Personal information
- Born: March 21, 1987 (age 39) Fort Lewis, Washington, U.S.
- Listed height: 5 ft 10 in (1.78 m)
- Listed weight: 245 lb (111 kg)

Career information
- High school: Timberline (Lacey, Washington)
- College: Oregon (2005–2007)
- NFL draft: 2008: 1st round, 13th overall pick

Career history
- Carolina Panthers (2008–2017); New York Giants (2018);

Awards and highlights
- Pro Bowl (2015); 2× First-team All-American (2006, 2007); NCAA average kickoff return yards leader (2005); First-team All-Pac-10 (2007); Second-team All-Pac-10 (2006);

Career NFL statistics
- Rushing yards: 7,335
- Rushing average: 4.3
- Rushing touchdowns: 51
- Receptions: 162
- Receiving yards: 1,295
- Receiving touchdowns: 7
- Stats at Pro Football Reference

= Jonathan Stewart =

American football player (born 1987)

Jonathan Creon Stewart (born March 21, 1987) is an American former professional football player who was a running back in the National Football League (NFL).
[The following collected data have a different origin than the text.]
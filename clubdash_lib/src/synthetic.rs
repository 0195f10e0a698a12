//! Synthetic price walk used when live history is unavailable.

use rand::Rng;

use crate::model::PricePoint;

pub const SYNTHETIC_POINTS: usize = 30;
const BASE_VALUE: f64 = 100.0;
/// Subtracted from a uniform [0, 1) draw; below 0.5 biases the walk upward.
const DRIFT: f64 = 0.45;
const STEP_SCALE: f64 = 5.0;

/// A fresh 30-point walk from the thread-local RNG. Every call differs.
pub fn synthetic_series() -> Vec<PricePoint> {
    synthetic_series_with(&mut rand::thread_rng())
}

/// A 30-point walk starting at 100, each step adding `(u - 0.45) * 5`.
///
/// Values are not clamped and may go negative in principle.
pub fn synthetic_series_with<R: Rng>(rng: &mut R) -> Vec<PricePoint> {
    let mut value = BASE_VALUE;
    (0..SYNTHETIC_POINTS)
        .map(|index| {
            value += (rng.gen::<f64>() - DRIFT) * STEP_SCALE;
            PricePoint {
                date: index.to_string(),
                value,
            }
        })
        .collect()
}

#[cfg(test)]
mod tests {
    use super::*;
    use rand::rngs::StdRng;
    use rand::SeedableRng;

    #[test]
    fn produces_thirty_indexed_points() {
        let series = synthetic_series();
        assert_eq!(series.len(), SYNTHETIC_POINTS);
        for (i, point) in series.iter().enumerate() {
            assert_eq!(point.date, i.to_string());
            assert!(point.value.is_finite());
        }
    }

    #[test]
    fn steps_stay_within_drift_bounds() {
        let mut rng = StdRng::seed_from_u64(7);
        let series = synthetic_series_with(&mut rng);
        let mut previous = BASE_VALUE;
        for point in &series {
            let step = point.value - previous;
            assert!(step >= -DRIFT * STEP_SCALE - 1e-9, "step {} too low", step);
            assert!(step < (1.0 - DRIFT) * STEP_SCALE + 1e-9, "step {} too high", step);
            previous = point.value;
        }
    }

    #[test]
    fn same_seed_same_walk() {
        let a = synthetic_series_with(&mut StdRng::seed_from_u64(42));
        let b = synthetic_series_with(&mut StdRng::seed_from_u64(42));
        assert_eq!(a, b);
    }

    #[test]
    fn unseeded_walks_differ() {
        assert_ne!(synthetic_series(), synthetic_series());
    }
}
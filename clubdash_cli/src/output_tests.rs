use super::*;
use clubdash_lib::club::{PORTFOLIO, ROTATION, WATCHLIST};
use clubdash_lib::model::NOTICE_LIVE_UNAVAILABLE;
use clubdash_lib::queries::{
    parse_analyst_consensus, parse_eps_estimate, parse_income_quarters, parse_insider_trades,
    parse_key_metrics, parse_news_items, parse_price_history,
};
use clubdash_lib::synthetic::synthetic_series;
use clubdash_lib::ChartSource;

fn fixture(json_str: &str) -> serde_json::Value {
    serde_json::from_str(json_str).unwrap()
}

fn load_live_result() -> AggregationResult {
    let history = fixture(include_str!("../../clubdash_lib/tests/fixtures/price_history.json"));
    let metrics = fixture(include_str!("../../clubdash_lib/tests/fixtures/key_metrics.json"));
    let income = fixture(include_str!("../../clubdash_lib/tests/fixtures/income_statement.json"));
    let ratings = fixture(include_str!("../../clubdash_lib/tests/fixtures/analyst_ratings.json"));
    let targets = fixture(include_str!("../../clubdash_lib/tests/fixtures/price_target.json"));
    let estimates = fixture(include_str!("../../clubdash_lib/tests/fixtures/analyst_estimates.json"));
    let insiders = fixture(include_str!("../../clubdash_lib/tests/fixtures/insider_trading.json"));
    let news = fixture(include_str!("../../clubdash_lib/tests/fixtures/stock_news.json"));

    let mut analyst = parse_analyst_consensus(&ratings, &targets);
    analyst.eps_next_quarter = parse_eps_estimate(&estimates);

    AggregationResult {
        ticker: "AAPL".to_string(),
        price_history: parse_price_history(&history),
        chart_source: ChartSource::Live,
        key_metrics: parse_key_metrics(&metrics),
        income_quarters: parse_income_quarters(&income),
        analyst,
        insider_trades: parse_insider_trades(&insiders),
        news_items: parse_news_items(&news),
        notice: None,
    }
}

fn load_mock_result() -> AggregationResult {
    AggregationResult::fallback("AAPL", synthetic_series(), NOTICE_LIVE_UNAVAILABLE)
}

fn value_of<'a>(rows: &'a [MetricRow], label: &str) -> &'a str {
    rows.iter()
        .find(|r| r.metric == label)
        .map(|r| r.value.as_str())
        .unwrap()
}

// -- Club rows --

#[test]
fn test_build_holding_rows_mapping() {
    let rows = build_holding_rows(PORTFOLIO.holdings);
    assert_eq!(rows.len(), 10);

    let row = &rows[0];
    assert_eq!(row.ticker, "NVDA");
    assert_eq!(row.shares, 41);
    assert_eq!(row.value, "$7,334.08");
    assert_eq!(row.gain, "+88.90%");
    assert_eq!(row.first_buy, "Jan 17, 2024");
}

#[test]
fn test_build_watchlist_rows_has_company_names() {
    let rows = build_watchlist_rows(WATCHLIST);
    assert_eq!(rows.len(), 3);
    assert_eq!(rows[0].company, "Union Pacific Corporation");
    assert_eq!(rows[2].ticker, "INTC");
}

#[test]
fn test_build_allocation_rows_weights() {
    let rows = build_allocation_rows(&clubdash_lib::club::allocation());
    assert_eq!(rows.len(), 6);
    assert_eq!(rows[0].name, "NVDA");
    assert_eq!(rows[5].name, "Other");

    let total: f64 = rows
        .iter()
        .map(|r| r.weight.trim_end_matches('%').parse::<f64>().unwrap())
        .sum();
    assert!((total - 100.0).abs() < 0.5);
}

#[test]
fn test_build_allocation_rows_empty_total() {
    let rows = build_allocation_rows(&[AllocationSlice {
        name: "Other".to_string(),
        value: 0.0,
    }]);
    assert_eq!(rows[0].weight, "—");
}

#[test]
fn test_build_rotation_rows_current_first() {
    let rows = build_rotation_rows(&ROTATION);
    assert_eq!(rows.len(), 1 + ROTATION.next_up.len());
    assert_eq!(rows[0].slot, "Current");
    assert_eq!(rows[0].ticker, "INTC");
    assert_eq!(rows[0].due, "Nov 23, 2025");
    assert_eq!(rows[1].slot, "Next 1");
    assert_eq!(rows[1].ticker, "—");
}

// -- Detail rows --

#[test]
fn test_build_position_rows() {
    let holding = clubdash_lib::club::holding("AAPL").unwrap();
    let rows = build_position_rows(holding);
    assert_eq!(value_of(&rows, "Shares"), "8");
    assert_eq!(value_of(&rows, "Market Value"), "$2,171.92");
    assert_eq!(value_of(&rows, "Gain"), "+25.10%");
    assert_eq!(value_of(&rows, "First Buy"), "Apr 15, 2024");
}

#[test]
fn test_build_chart_rows_live() {
    let result = load_live_result();
    let rows = build_chart_rows(&result);
    assert_eq!(value_of(&rows, "Source"), "live");
    assert_eq!(value_of(&rows, "Points"), "5");
    assert_eq!(value_of(&rows, "Last Close"), "$212.49");
    assert_eq!(value_of(&rows, "Change"), "+19.37");
}

#[test]
fn test_build_chart_rows_mock() {
    let rows = build_chart_rows(&load_mock_result());
    assert_eq!(value_of(&rows, "Source"), "mock");
    assert_eq!(value_of(&rows, "Points"), "30");
}

#[test]
fn test_build_key_metric_rows_mapping() {
    let result = load_live_result();
    let rows = build_key_metric_rows(&result.key_metrics);
    assert_eq!(value_of(&rows, "P/E"), "28.40");
    assert_eq!(value_of(&rows, "P/S"), "7.92");
    assert_eq!(value_of(&rows, "EV/EBITDA"), "22.61");
    assert_eq!(value_of(&rows, "Market Cap"), "1.5T");
    assert_eq!(value_of(&rows, "FCF/Share"), "—");
}

#[test]
fn test_build_key_metric_rows_all_missing() {
    let rows = build_key_metric_rows(&KeyMetrics::default());
    assert!(rows.iter().all(|r| r.value == "—"));
}

#[test]
fn test_build_analyst_rows_mapping() {
    let result = load_live_result();
    let rows = build_analyst_rows(&result.analyst);
    assert_eq!(value_of(&rows, "Buy"), "24");
    assert_eq!(value_of(&rows, "Strong Sell"), "0");
    assert_eq!(value_of(&rows, "Target Avg"), "$213.85");
    assert_eq!(value_of(&rows, "Target High"), "$275.00");
    assert_eq!(value_of(&rows, "EPS Next Qtr"), "1.60");
    assert_eq!(value_of(&rows, "Total"), "40");
}

#[test]
fn test_build_analyst_rows_total_saturates() {
    let outlook = parse_analyst_consensus(
        &serde_json::json!([{"buy": 4294967295u64, "hold": 1}]),
        &serde_json::json!([]),
    );
    let rows = build_analyst_rows(&outlook);
    assert_eq!(value_of(&rows, "Buy"), "4294967295");
    assert_eq!(value_of(&rows, "Total"), "4294967295");
}

#[test]
fn test_build_analyst_rows_total_unknown() {
    let rows = build_analyst_rows(&AnalystOutlook::default());
    assert_eq!(value_of(&rows, "Total"), "—");
}

#[test]
fn test_build_income_rows_ascending() {
    let result = load_live_result();
    let rows = build_income_rows(&result);
    assert_eq!(rows.len(), 6);
    assert_eq!(rows[0].quarter, "Dec 31, 2022");
    assert_eq!(rows[5].quarter, "Mar 30, 2024");
    assert_eq!(rows[4].revenue, "119.6B");
}

#[test]
fn test_build_insider_rows_mapping() {
    let result = load_live_result();
    let rows = build_insider_rows(&result);
    assert_eq!(rows.len(), 3);
    assert_eq!(rows[0].filer, "COOK TIMOTHY D");
    assert_eq!(rows[0].position, "officer: CEO");
    assert_eq!(rows[0].transaction_type, "S-Sale");
    assert_eq!(rows[0].date, "Apr 1, 2024");
}

#[test]
fn test_build_news_rows_mapping() {
    let result = load_live_result();
    let rows = build_news_rows(&result);
    assert_eq!(rows.len(), 3);
    assert_eq!(rows[0].date, "Jun 14, 2024");
    assert_eq!(rows[0].source, "reuters.com");
}

#[test]
fn test_mock_result_has_empty_lists() {
    let result = load_mock_result();
    assert!(build_income_rows(&result).is_empty());
    assert!(build_insider_rows(&result).is_empty());
    assert!(build_news_rows(&result).is_empty());
    assert_eq!(build_price_rows(&result).len(), 30);
}

// -- Rendering --

#[test]
fn test_markdown_metric_headers() {
    let result = load_live_result();
    let md = render(&build_key_metric_rows(&result.key_metrics), &OutputFormat::Markdown);
    let header_line = md.lines().next().unwrap();
    assert!(header_line.contains("Metric"));
    assert!(header_line.contains("Value"));
    assert!(md.contains("| P/E"));
}

#[test]
fn test_markdown_empty_produces_headers_only() {
    let rows: Vec<NewsRow> = build_news_rows(&load_mock_result());
    let md = render(&rows, &OutputFormat::Markdown);
    let lines: Vec<&str> = md.lines().collect();
    assert!(lines.len() <= 2, "expected at most 2 lines for empty table, got {}", lines.len());
}

#[test]
fn test_json_result_is_camel_case() {
    let json = serde_json::to_value(load_live_result()).unwrap();
    assert_eq!(json["chartSource"], "live");
    assert_eq!(json["keyMetrics"]["pe"], 28.4);
    assert!(json["notice"].is_null());
}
He played college football for the Oregon Ducks, earning All-American honors. Stewart was selected by the Carolina Panthers in the first round of the 2008 NFL draft with the 13th overall pick. He played 10 seasons with Carolina, making the 2016 Pro Bowl, before spending one season with the New York Giants. Following the 2018 season, Stewart signed a one-day contract with Carolina and retired as a Panther.

==Early life==
Stewart is the career leading rusher in Washington prep football history. At Timberline High School in Lacey, Washington, from 2001 to 2004, he rushed for 7,755 yards and scored 105 touchdowns. In 2001, as a freshman, he rushed for 1,279 yards on 95 carries (13.5 avg.) and scored 15 touchdowns. In 2002, as a sophomore, despite an ankle injury causing him to miss almost half of the season, he rushed for 1,609 yards on 153 carries (10.5 avg.) and scored 14 touchdowns. As a junior, in 2003, he rushed for 2,566 yards on 285 carries (9.0 avg.) and scored 45 touchdowns. As a senior, in 2004, he rushed for 2,301 yards, averaging 11.2 yards per carry and scored 32 touchdowns. Against Centralia High School in 2002, Stewart rushed for 422 yards and scored nine touchdowns.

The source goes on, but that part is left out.